The other two members of Tamron’s “holy trinity” of fast f/2.8 zoom lenses are the recently reviewed 17-28mm f/2.8 and the 28-75mm f/2.8. The Tamron 70-180mm f/2.8 Di III VXD is a member of Tamron’s own “holy trinity” of fast f/2.8 zoom lenses. These three lenses are designed with a concept that is extremely similar to one another; they are far more inexpensive, in addition to being significantly more compact and lighter in weight than equivalent lenses produced by other manufacturers.
|Optical construction||19 elements in 14 groups inc. 1x molded aspherical, 1xXLD, 4xLD, 2x hybrid elements, floating system|
|Number of aperture blades||9 (rounded)|
|min. focus distance||0.85m (max magnification 1:4.6, up to 1:2 using MF at 70mm)|
|Hood||petal-shaped, bayonet mount, supplied|
|Other features||moisture-resistant, transport lock|
This is notably the case with the 70-180mm f/2.8, which features a pretty revolutionary design that is on par with that of the Canon RF 70-200mm f/2.8 USM L IS, with the Tamron lens going even farther in certain ways. It is also far more cost-effective than Sony’s own FE 70-200mm f/2.8 GM OSS, coming in at a price point of around 1200 USD or EUR.

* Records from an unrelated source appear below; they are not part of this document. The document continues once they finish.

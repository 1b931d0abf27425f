pub mod builder;
pub mod format;
pub mod infer;

pub use builder::*;

use std::collections::{BTreeMap, HashMap};
use std::path::Path;
use std::sync::{Arc, Once};

use bytes::Bytes;
use netdesc_core::{
    GraphOps, Layer, LoadError, ModelSource, NetworkDescriptor, PortRef, SerializeError, Shape,
    ShapeError,
};
use tracing::{debug, warn};

/// Concrete engine collaborator: reads and writes the private binary
/// network format and provides shape inference over the supported op
/// set.
#[derive(Clone, Copy, Debug, Default)]
pub struct ReferenceEngine;

impl ReferenceEngine {
    /// Load a network from a topology and a weights source, each given
    /// by path or by in-memory buffer.
    pub fn read_network(
        &self,
        model: &ModelSource,
        weights: &ModelSource,
    ) -> Result<NetworkDescriptor, LoadError> {
        let topo_bytes = read_source(model, SourceKind::Model)?;
        let weight_bytes = read_source(weights, SourceKind::Weights)?;

        let topology = format::read_topology(&topo_bytes)?;
        let records = format::read_weights(&weight_bytes)?;

        let format::Topology {
            name,
            mut layers,
            outputs,
        } = topology;
        format::attach_blobs(&mut layers, records)?;

        let input_shapes = builder::parameter_shapes(&layers)?;
        debug!(
            network = %name,
            layers = layers.len(),
            inputs = input_shapes.len(),
            "network loaded"
        );
        NetworkDescriptor::from_parts(name, layers, input_shapes, &outputs, Arc::new(*self))
    }
}

impl GraphOps for ReferenceEngine {
    fn infer_shapes(
        &self,
        layers: &BTreeMap<String, Layer>,
        input_shapes: &HashMap<String, Shape>,
    ) -> Result<HashMap<PortRef, Shape>, ShapeError> {
        infer::infer_shapes(layers, input_shapes)
    }

    fn write(
        &self,
        net: &NetworkDescriptor,
        topology: &Path,
        weights: &Path,
    ) -> Result<(), SerializeError> {
        std::fs::write(topology, format::write_topology(net)).map_err(|source| {
            SerializeError::Topology {
                path: topology.to_path_buf(),
                source,
            }
        })?;
        std::fs::write(weights, format::write_weights(net)).map_err(|source| {
            SerializeError::Weights {
                path: weights.to_path_buf(),
                source,
            }
        })
    }
}

enum SourceKind {
    Model,
    Weights,
}

fn read_source(source: &ModelSource, kind: SourceKind) -> Result<Bytes, LoadError> {
    match source {
        ModelSource::Path(path) => {
            if !path.is_file() {
                return Err(match kind {
                    SourceKind::Model => LoadError::ModelPath(path.clone()),
                    SourceKind::Weights => LoadError::WeightsPath(path.clone()),
                });
            }
            Ok(std::fs::read(path)?.into())
        }
        ModelSource::Buffer(buf) => Ok(buf.clone()),
    }
}

/// Convenience constructor kept for callers of the old eager-loading
/// API. Forwards to [`ReferenceEngine::read_network`].
#[deprecated(note = "use ReferenceEngine::read_network instead")]
pub fn load_network(
    model: impl Into<ModelSource>,
    weights: impl Into<ModelSource>,
) -> Result<NetworkDescriptor, LoadError> {
    static NOTICE: Once = Once::new();
    NOTICE.call_once(|| {
        warn!(
            api = "load_network",
            "loading a network through the convenience constructor is deprecated; \
             use ReferenceEngine::read_network"
        );
    });
    ReferenceEngine.read_network(&model.into(), &weights.into())
}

Tamron 70-180mm F/2.8 Di III VXD Zoom Lenses
The zoom mechanism on almost all 70-200mm f/2.8 lenses does not stretch when the lens is zoomed in or out. Both Canon RF and Tamron have diverged from this feature, which means that the length of the lens will rise as you zoom out more. It allowed Tamron to dramatically reduce the size (81x149mm) at its 70mm setting, which was made possible when combined with the somewhat shorter focal length and the utilization of an XR element.
In addition, Tamron utilized exceptionally lightweight body materials, which resulted in a weight of 810g for the camera. To put this in perspective, the weight of the Sony FE 70-200mm f/2.8 GM OSS lens is nearly twice as much. Tamron also made the decision to eliminate the tripod mount entirely, most likely because they were aware that such lenses are only sometimes mounted on tripods. On top of that, there is not even an AF/MF switch that you can find.
However, there is a transport lock option that can be used to prevent zoom creeping, even if we did not find evidence of this issue in the sample that we tested. In terms of the quality of the build, we would classify it as being of a high consumer grade. It has been meticulously put together, and the controls work without a hitch.
However, you don’t really get the feeling that you could carry it into a combat zone (assuming that this is something that interests you, of course). Having said that, the structure is resistant to dampness, and it will be robust enough for the requirements of an amateur notwithstanding. A lens hood in the shape of petals is included in the packaging.
The lens incorporates Tamron’s VXD (Voice-coil eXtreme-torque Drive) for silent autofocusing. When using our rather dated A7R II, we found that the autofocus was quick at f/2.8 but slowed down significantly after that due to extra micro-adjustments (more on this later). The manual focusing mechanism is by-wire, as is standard, and it is an extremely accurate system.
It is already quite amazing that it can focus down to 0.85mm, which equates to a magnification of 1:4.6 when using the AF mode. When using the manual focus mode, you have the ability to focus down even farther, reaching a maximum magnification of 1:2 at 70mm, which is considered macro territory.
A floating system should also be able to compensate for the decline in picture quality that occurs at closer focus distances. Because the Tamron lens does not have an image stabilizer built into it, you will need to rely on the IBIS instead (camera IS). Although this is normally sufficient, in-lens image stabilization has a tendency to perform marginally better at longer focal lengths.